**TASK TO CARRY OUT**
List every line in this data where the string "description" occurs.

-*-

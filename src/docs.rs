// src/docs.rs

use utoipa::OpenApi;
use utoipa::openapi::security::{Http, HttpAuthScheme, SecurityScheme};
use crate::handlers;
use crate::models;

#[derive(OpenApi)]
#[openapi(
    paths(
        // --- Auth ---
        handlers::auth::login,

        // --- Leads ---
        handlers::leads::save_lead,
        handlers::leads::list_leads,
        handlers::leads::user_statistic,

        // --- Comments ---
        handlers::comments::new_comment,
        handlers::comments::lead_comments,

        // --- Bitrix ---
        handlers::bitrix::deal_changed,
        handlers::bitrix::comment_added,
    ),
    components(
        schemas(
            // --- Auth ---
            models::auth::Role,
            models::auth::LoginUserPayload,
            models::auth::AuthResponse,

            // --- Leads ---
            models::lead::CreateLeadPayload,
            models::lead::LeadCreated,
            models::lead::LeadDto,
            models::lead::UserStatistic,

            // --- Comments ---
            models::comment::AddCommentPayload,
            models::comment::CommentDto,
        )
    ),
    tags(
        (name = "Auth", description = "Autenticação"),
        (name = "Leads", description = "Leads dos agentes e estatística de recompensas"),
        (name = "Comments", description = "Comentários das leads"),
        (name = "Bitrix", description = "Webhooks de saída do Bitrix24")
    ),
    modifiers(&SecurityAddon)
)]
pub struct ApiDoc;

struct SecurityAddon;

impl utoipa::Modify for SecurityAddon {
    fn modify(&self, openapi: &mut utoipa::openapi::OpenApi) {
        let components = openapi.components.get_or_insert_with(Default::default);
        components.add_security_scheme(
            "api_jwt",
            SecurityScheme::Http(
                Http::new(HttpAuthScheme::Bearer)
            ),
        );
    }
}
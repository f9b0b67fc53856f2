// src/middleware/rbac.rs

use std::marker::PhantomData;

use axum::{extract::FromRequestParts, http::request::Parts};

use crate::{
    common::error::{ApiError, AppError},
    middleware::{auth::RequestContext, i18n::Locale},
    models::auth::Role,
};

/// 1. O Trait que define quais papéis podem passar
pub trait RoleDef: Send + Sync + 'static {
    fn roles() -> &'static [Role];
}

/// 2. O Extractor (Guardião). Entrega o contexto já verificado.
pub struct RequireRole<T> {
    pub ctx: RequestContext,
    _role: PhantomData<T>,
}

// 3. Implementação do FromRequestParts
impl<T, S> FromRequestParts<S> for RequireRole<T>
where
    T: RoleDef,
    S: Send + Sync,
{
    type Rejection = ApiError;

    async fn from_request_parts(parts: &mut Parts, state: &S) -> Result<Self, Self::Rejection> {
        let Ok(locale) = Locale::from_request_parts(parts, state).await;

        // A. Extrai o contexto (401 sem ele)
        let ctx = RequestContext::from_request_parts(parts, state).await?;

        // B. Confere os papéis
        if !T::roles().iter().any(|role| ctx.has_role(*role)) {
            tracing::info!(user_id = ctx.user_id, required = ?T::roles(), "Papel insuficiente");
            return Err(AppError::Forbidden("role").to_api_error(&locale));
        }

        Ok(RequireRole {
            ctx,
            _role: PhantomData,
        })
    }
}

// ---
// DEFINIÇÃO DOS PAPÉIS (TIPOS)
// ---

pub struct UserOnly;
impl RoleDef for UserOnly {
    fn roles() -> &'static [Role] { &[Role::User] }
}

pub struct UserOrManager;
impl RoleDef for UserOrManager {
    fn roles() -> &'static [Role] { &[Role::User, Role::Manager, Role::Admin] }
}
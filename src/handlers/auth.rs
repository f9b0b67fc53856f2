// src/handlers/auth.rs

use axum::{
    extract::{rejection::JsonRejection, State},
    response::IntoResponse,
    Json,
};
use validator::Validate;

use crate::{
    common::error::{ApiError, ApiResponse, AppError},
    config::AppState,
    middleware::i18n::Locale,
    models::auth::{AuthResponse, LoginUserPayload},
};

// Handler de login
#[utoipa::path(
    post,
    path = "/api/v1/auth/login",
    tag = "Auth",
    request_body = LoginUserPayload,
    responses(
        (status = 200, description = "Token de acesso", body = AuthResponse),
        (status = 401, description = "Credenciais inválidas")
    )
)]
pub async fn login(
    State(app_state): State<AppState>,
    locale: Locale,
    payload: Result<Json<LoginUserPayload>, JsonRejection>,
) -> Result<impl IntoResponse, ApiError> {
    let Json(payload) = payload.map_err(|e| AppError::BadRequest(e.body_text()).to_api_error(&locale))?;

    payload
        .validate()
        .map_err(|e| AppError::ValidationError(e).to_api_error(&locale))?;

    let token = app_state
        .auth_service
        .login_user(&payload.email, &payload.password)
        .await
        .map_err(|e| e.to_api_error(&locale))?;

    Ok(ApiResponse::new(AuthResponse { token }))
}
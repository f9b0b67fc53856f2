// src/db/comment_repo.rs

use async_trait::async_trait;
use sqlx::PgPool;

use crate::{
    common::error::AppError,
    models::comment::{Comment, NewComment},
};

#[async_trait]
pub trait CommentStore: Send + Sync {
    /// Com `id` informado (ID do CRM) grava com esse ID e relê o created_at;
    /// sem `id`, o banco gera ID e created_at.
    ///
    /// Reentrega do mesmo ID não falha: a linha existente é devolvida.
    async fn save(&self, comment: &NewComment) -> Result<Comment, AppError>;

    /// Comentários da lead em ordem cronológica.
    /// `AppError::EmptyResult("comments")` quando não há nenhum.
    async fn by_lead(&self, lead_id: i64) -> Result<Vec<Comment>, AppError>;
}

#[derive(Clone)]
pub struct CommentRepository {
    pool: PgPool,
}

impl CommentRepository {
    pub fn new(pool: PgPool) -> Self {
        Self { pool }
    }
}

#[async_trait]
impl CommentStore for CommentRepository {
    async fn save(&self, comment: &NewComment) -> Result<Comment, AppError> {
        match comment.id {
            Some(id) => {
                // ON CONFLICT: o Bitrix pode reenviar o mesmo webhook.
                let inserted = sqlx::query(
                    r#"
                    INSERT INTO comments (id, lead_id, user_id, text)
                    VALUES ($1, $2, $3, $4)
                    ON CONFLICT (id) DO NOTHING
                    "#,
                )
                .bind(id)
                .bind(comment.lead_id)
                .bind(comment.user_id)
                .bind(&comment.text)
                .execute(&self.pool)
                .await?
                .rows_affected();

                if inserted == 0 {
                    tracing::info!(comment_id = id, "Comentário já gravado, ignorando reentrega");
                }

                let saved = sqlx::query_as::<_, Comment>(
                    "SELECT id, lead_id, user_id, text, created_at FROM comments WHERE id = $1",
                )
                .bind(id)
                .fetch_one(&self.pool)
                .await?;

                Ok(saved)
            }
            None => {
                let saved = sqlx::query_as::<_, Comment>(
                    r#"
                    INSERT INTO comments (lead_id, user_id, text)
                    VALUES ($1, $2, $3)
                    RETURNING id, lead_id, user_id, text, created_at
                    "#,
                )
                .bind(comment.lead_id)
                .bind(comment.user_id)
                .bind(&comment.text)
                .fetch_one(&self.pool)
                .await?;

                Ok(saved)
            }
        }
    }

    async fn by_lead(&self, lead_id: i64) -> Result<Vec<Comment>, AppError> {
        let comments = sqlx::query_as::<_, Comment>(
            r#"
            SELECT id, lead_id, user_id, text, created_at
            FROM comments
            WHERE lead_id = $1
            ORDER BY created_at ASC, id ASC
            "#,
        )
        .bind(lead_id)
        .fetch_all(&self.pool)
        .await?;

        if comments.is_empty() {
            return Err(AppError::EmptyResult("comments"));
        }

        Ok(comments)
    }
}
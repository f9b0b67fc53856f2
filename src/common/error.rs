// src/common/error.rs

use std::collections::HashMap;

use axum::{
    http::StatusCode,
    response::{IntoResponse, Response},
    Json,
};
use serde::Serialize;
use thiserror::Error;

use crate::common::i18n;
use crate::middleware::i18n::Locale;
use crate::services::bitrix_service::CrmError;

// Conjunto fechado de categorias que a borda HTTP entende.
#[derive(Debug, Clone, Copy, PartialEq, Eq)]
pub enum ErrorKind {
    NotFound,
    Forbidden,
    Validation,
    Unauthenticated,
    Upstream,
    Storage,
    Unknown,
}

#[derive(Debug, Error)]
pub enum AppError {
    #[error("Erro de validação")]
    ValidationError(#[from] validator::ValidationErrors),

    #[error("Requisição inválida: {0}")]
    BadRequest(String),

    #[error("Credenciais inválidas")]
    InvalidCredentials,

    #[error("Token inválido")]
    InvalidToken,

    #[error("{0} não encontrado")]
    NotFound(&'static str),

    // Consulta de lista sem linhas. Os serviços convertem em lista vazia.
    #[error("nenhum registro de {0}")]
    EmptyResult(&'static str),

    #[error("Acesso negado: {0}")]
    Forbidden(&'static str),

    #[error("o comentário não pertence ao funil configurado")]
    OutOfFunnel,

    #[error("Falha no CRM: {0}")]
    Upstream(#[from] CrmError),

    #[error("Erro de banco de dados: {0}")]
    DatabaseError(#[from] sqlx::Error),

    #[error("Erro interno do servidor: {0}")]
    InternalServerError(#[from] anyhow::Error),

    #[error("Erro de Bcrypt: {0}")]
    BcryptError(#[from] bcrypt::BcryptError),

    #[error("Erro de JWT: {0}")]
    JwtError(#[from] jsonwebtoken::errors::Error),

    // Erro opaco reembalado com o nome da operação, para diagnóstico.
    #[error("{op}: {source}")]
    Op {
        op: &'static str,
        #[source]
        source: Box<AppError>,
    },
}

impl AppError {
    pub fn kind(&self) -> ErrorKind {
        match self {
            AppError::ValidationError(_) | AppError::BadRequest(_) => ErrorKind::Validation,
            AppError::InvalidCredentials | AppError::InvalidToken => ErrorKind::Unauthenticated,
            AppError::NotFound(_) | AppError::EmptyResult(_) => ErrorKind::NotFound,
            AppError::Forbidden(_) | AppError::OutOfFunnel => ErrorKind::Forbidden,
            AppError::Upstream(_) => ErrorKind::Upstream,
            AppError::DatabaseError(_) => ErrorKind::Storage,
            AppError::InternalServerError(_) | AppError::BcryptError(_) | AppError::JwtError(_) => {
                ErrorKind::Unknown
            }
            AppError::Op { source, .. } => source.kind(),
        }
    }

    /// Anexa a tag da operação aos erros opacos. Erros que o chamador
    /// precisa distinguir (não encontrado, proibido, validação) passam intactos.
    pub fn with_op(self, op: &'static str) -> Self {
        match self.kind() {
            ErrorKind::Upstream | ErrorKind::Storage | ErrorKind::Unknown => AppError::Op {
                op,
                source: Box::new(self),
            },
            _ => self,
        }
    }

    /// Remove os invólucros `Op`.
    pub fn root(&self) -> &AppError {
        match self {
            AppError::Op { source, .. } => source.root(),
            other => other,
        }
    }

    pub fn is_out_of_funnel(&self) -> bool {
        matches!(self.root(), AppError::OutOfFunnel)
    }

    fn status_and_code(&self) -> (StatusCode, &'static str) {
        match self.root() {
            AppError::ValidationError(_) => (StatusCode::BAD_REQUEST, "VALIDATION_ERROR"),
            AppError::BadRequest(_) => (StatusCode::BAD_REQUEST, "BAD_REQUEST"),
            AppError::InvalidCredentials => (StatusCode::UNAUTHORIZED, "INVALID_CREDENTIALS"),
            AppError::InvalidToken => (StatusCode::UNAUTHORIZED, "INVALID_TOKEN"),
            AppError::NotFound(_) | AppError::EmptyResult(_) => (StatusCode::NOT_FOUND, "NOT_FOUND"),
            AppError::OutOfFunnel => (StatusCode::FORBIDDEN, "OUT_OF_FUNNEL"),
            AppError::Forbidden(_) => (StatusCode::FORBIDDEN, "FORBIDDEN"),
            AppError::Upstream(_) => (StatusCode::INTERNAL_SERVER_ERROR, "UPSTREAM_ERROR"),
            AppError::DatabaseError(_) => (StatusCode::INTERNAL_SERVER_ERROR, "STORAGE_ERROR"),
            _ => (StatusCode::INTERNAL_SERVER_ERROR, "INTERNAL_ERROR"),
        }
    }

    /// Converte para o envelope HTTP com a mensagem no idioma do cliente.
    pub fn to_api_error(&self, locale: &Locale) -> ApiError {
        let (status, code) = self.status_and_code();

        if status.is_server_error() {
            tracing::error!(code, "Erro Interno do Servidor: {}", self);
        }

        let details = match self.root() {
            AppError::ValidationError(errors) => Some(validation_details(errors)),
            _ => None,
        };

        let error = match self.root() {
            AppError::BadRequest(msg) => msg.clone(),
            AppError::NotFound(entity) | AppError::EmptyResult(entity) => {
                format!("{} ({})", i18n::message(code, &locale.0), entity)
            }
            _ => i18n::message(code, &locale.0).to_string(),
        };

        ApiError {
            status,
            code,
            error,
            details,
        }
    }
}

fn validation_details(errors: &validator::ValidationErrors) -> HashMap<String, Vec<String>> {
    let mut details = HashMap::new();
    for (field, field_errors) in errors.field_errors() {
        let messages: Vec<String> = field_errors
            .iter()
            .map(|e| {
                e.message
                    .as_ref()
                    .map(|m| m.to_string())
                    .unwrap_or_else(|| e.code.to_string())
            })
            .collect();
        details.insert(field.to_string(), messages);
    }
    details
}

// Envelope de erro devolvido pelos handlers.
#[derive(Debug, Serialize)]
pub struct ApiError {
    #[serde(skip)]
    pub status: StatusCode,
    pub code: &'static str,
    pub error: String,
    #[serde(skip_serializing_if = "Option::is_none")]
    pub details: Option<HashMap<String, Vec<String>>>,
}

impl IntoResponse for ApiError {
    fn into_response(self) -> Response {
        let status = self.status;
        (status, Json(self)).into_response()
    }
}

// Usado quando não há Locale disponível (rejeição de extratores).
impl IntoResponse for AppError {
    fn into_response(self) -> Response {
        self.to_api_error(&Locale::default()).into_response()
    }
}

// Envelope de sucesso: { "result": ... }
#[derive(Debug, Serialize)]
pub struct ApiResponse<T: Serialize> {
    pub result: T,
}

impl<T: Serialize> ApiResponse<T> {
    pub fn new(result: T) -> Json<Self> {
        Json(Self { result })
    }
}

#[cfg(test)]
mod tests {
    use super::*;

    #[test]
    fn with_op_keeps_domain_errors_visible() {
        let err = AppError::Forbidden("lead").with_op("CommentService.post");
        assert!(matches!(err, AppError::Forbidden(_)));

        let err = AppError::NotFound("lead").with_op("CommentService.post");
        assert!(matches!(err, AppError::NotFound(_)));

        let err = AppError::OutOfFunnel.with_op("CommentService.ingest");
        assert!(err.is_out_of_funnel());
    }

    #[test]
    fn with_op_wraps_opaque_errors_and_keeps_kind() {
        let err = AppError::DatabaseError(sqlx::Error::RowNotFound).with_op("LeadService.submit");
        assert!(matches!(err, AppError::Op { op: "LeadService.submit", .. }));
        assert_eq!(err.kind(), ErrorKind::Storage);
        assert!(err.to_string().starts_with("LeadService.submit: "));
    }

    #[test]
    fn status_follows_kind_through_op_wrappers() {
        let err = AppError::Upstream(CrmError::Api {
            error: "QUERY_LIMIT_EXCEEDED".into(),
            description: "Too many requests".into(),
        })
        .with_op("LeadService.reconcile");

        let api = err.to_api_error(&Locale::default());
        assert_eq!(api.status, StatusCode::INTERNAL_SERVER_ERROR);
        assert_eq!(api.code, "UPSTREAM_ERROR");
    }

    #[test]
    fn messages_follow_locale() {
        let err = AppError::Forbidden("lead");
        let en = err.to_api_error(&Locale("en".into()));
        let ru = err.to_api_error(&Locale("ru".into()));
        assert_eq!(en.status, StatusCode::FORBIDDEN);
        assert_ne!(en.error, ru.error);
    }
}
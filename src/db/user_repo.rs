use async_trait::async_trait;
use sqlx::PgPool;

use crate::{common::error::AppError, models::auth::User};

const USER_COLUMNS: &str =
    "id, email, password_hash, name, phone_number, city, telegram, referral_code, roles, created_at";

// Perfil dos agentes. O cadastro acontece fora deste serviço.
#[async_trait]
pub trait UserStore: Send + Sync {
    async fn find_by_email(&self, email: &str) -> Result<Option<User>, AppError>;
    async fn find_by_id(&self, id: i64) -> Result<Option<User>, AppError>;
}

// O repositório de usuários, responsável por todas as interações com a tabela 'users'
#[derive(Clone)]
pub struct UserRepository {
    pool: PgPool,
}

impl UserRepository {
    pub fn new(pool: PgPool) -> Self {
        Self { pool }
    }
}

#[async_trait]
impl UserStore for UserRepository {
    // Busca um usuário pelo seu e-mail (sem distinção de maiúsculas)
    async fn find_by_email(&self, email: &str) -> Result<Option<User>, AppError> {
        let sql = format!("SELECT {USER_COLUMNS} FROM users WHERE LOWER(email) = LOWER($1)");
        let user = sqlx::query_as::<_, User>(&sql)
            .bind(email)
            .fetch_optional(&self.pool)
            .await?;
        Ok(user)
    }

    // Busca um usuário pelo seu ID
    async fn find_by_id(&self, id: i64) -> Result<Option<User>, AppError> {
        let sql = format!("SELECT {USER_COLUMNS} FROM users WHERE id = $1");
        let user = sqlx::query_as::<_, User>(&sql)
            .bind(id)
            .fetch_optional(&self.pool)
            .await?;
        Ok(user)
    }
}
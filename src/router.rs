// src/router.rs

use axum::{
    http::StatusCode,
    middleware as axum_middleware,
    routing::{get, post},
    Router,
};
use tower_http::{timeout::TimeoutLayer, trace::TraceLayer};
use utoipa::OpenApi;
use utoipa_swagger_ui::SwaggerUi;

use crate::{config::AppState, docs::ApiDoc, handlers, middleware::auth::auth_guard};

pub fn build_router(app_state: AppState) -> Router {
    // Webhooks do Bitrix (segredo no próprio form, sem JWT)
    let bitrix_routes = Router::new()
        .route(
            "/lead/edit",
            post(handlers::bitrix::deal_changed).fallback(handlers::bitrix::method_not_allowed),
        )
        .route(
            "/comment/new",
            post(handlers::bitrix::comment_added).fallback(handlers::bitrix::method_not_allowed),
        );

    // Rotas dos agentes (protegidas pelo middleware)
    let user_routes = Router::new()
        .route("/lead/save", post(handlers::leads::save_lead))
        .route("/leads", get(handlers::leads::list_leads))
        .route("/lead/comments", get(handlers::comments::lead_comments))
        .route("/comment/new", post(handlers::comments::new_comment))
        .route("/user/statistic", get(handlers::leads::user_statistic))
        .layer(axum_middleware::from_fn_with_state(app_state.clone(), auth_guard));

    let v1 = Router::new()
        .route("/auth/login", post(handlers::auth::login))
        .nest("/bitrix", bitrix_routes)
        .merge(user_routes);

    let request_timeout = app_state.config.request_timeout;

    // Combina tudo no router principal
    Router::new()
        .merge(SwaggerUi::new("/swagger-ui").url("/api-docs/openapi.json", ApiDoc::openapi()))
        .route("/api/health", get(|| async { "OK" }))
        .nest("/api/v1", v1)
        .with_state(app_state)
        // Estourado o prazo, o future do handler é descartado e as
        // chamadas ao banco e ao Bitrix em andamento são canceladas.
        .layer(TimeoutLayer::with_status_code(StatusCode::REQUEST_TIMEOUT, request_timeout))
        .layer(TraceLayer::new_for_http())
}
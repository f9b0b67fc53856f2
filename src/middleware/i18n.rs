// src/middleware/i18n.rs

use axum::extract::FromRequestParts;
use axum::http::{header, request::Parts};

const SUPPORTED_LANGUAGES: &[&str] = &["en", "pt", "ru"];

// Idioma das mensagens de erro, vindo do Accept-Language.
#[derive(Debug, Clone, PartialEq, Eq)]
pub struct Locale(pub String);

impl Default for Locale {
    fn default() -> Self {
        Locale("en".to_string())
    }
}

impl Locale {
    pub fn from_header(raw: &str) -> Self {
        // "ru-RU,ru;q=0.9" -> ["ru-RU", "ru"] -> "ru"
        accept_language::parse(raw)
            .iter()
            .map(|tag| tag.split('-').next().unwrap_or(tag).to_lowercase())
            .find(|lang| SUPPORTED_LANGUAGES.contains(&lang.as_str()))
            .map(Locale)
            .unwrap_or_default()
    }
}

impl<S> FromRequestParts<S> for Locale
where
    S: Send + Sync,
{
    type Rejection = std::convert::Infallible;

    async fn from_request_parts(parts: &mut Parts, _state: &S) -> Result<Self, Self::Rejection> {
        let locale = parts
            .headers
            .get(header::ACCEPT_LANGUAGE)
            .and_then(|value| value.to_str().ok())
            .map(Locale::from_header)
            .unwrap_or_default();

        Ok(locale)
    }
}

-*-

**RESULT**
        (name = "Auth", description = "Autenticação"),
        (name = "Leads", description = "Leads dos agentes e estatística de recompensas"),
        (name = "Comments", description = "Comentários das leads"),
        (name = "Bitrix", description = "Webhooks de saída do Bitrix24")
        (status = 200, description = "Token de acesso", body = AuthResponse),
        (status = 401, description = "Credenciais inválidas")
            description: "Too many requests".into(),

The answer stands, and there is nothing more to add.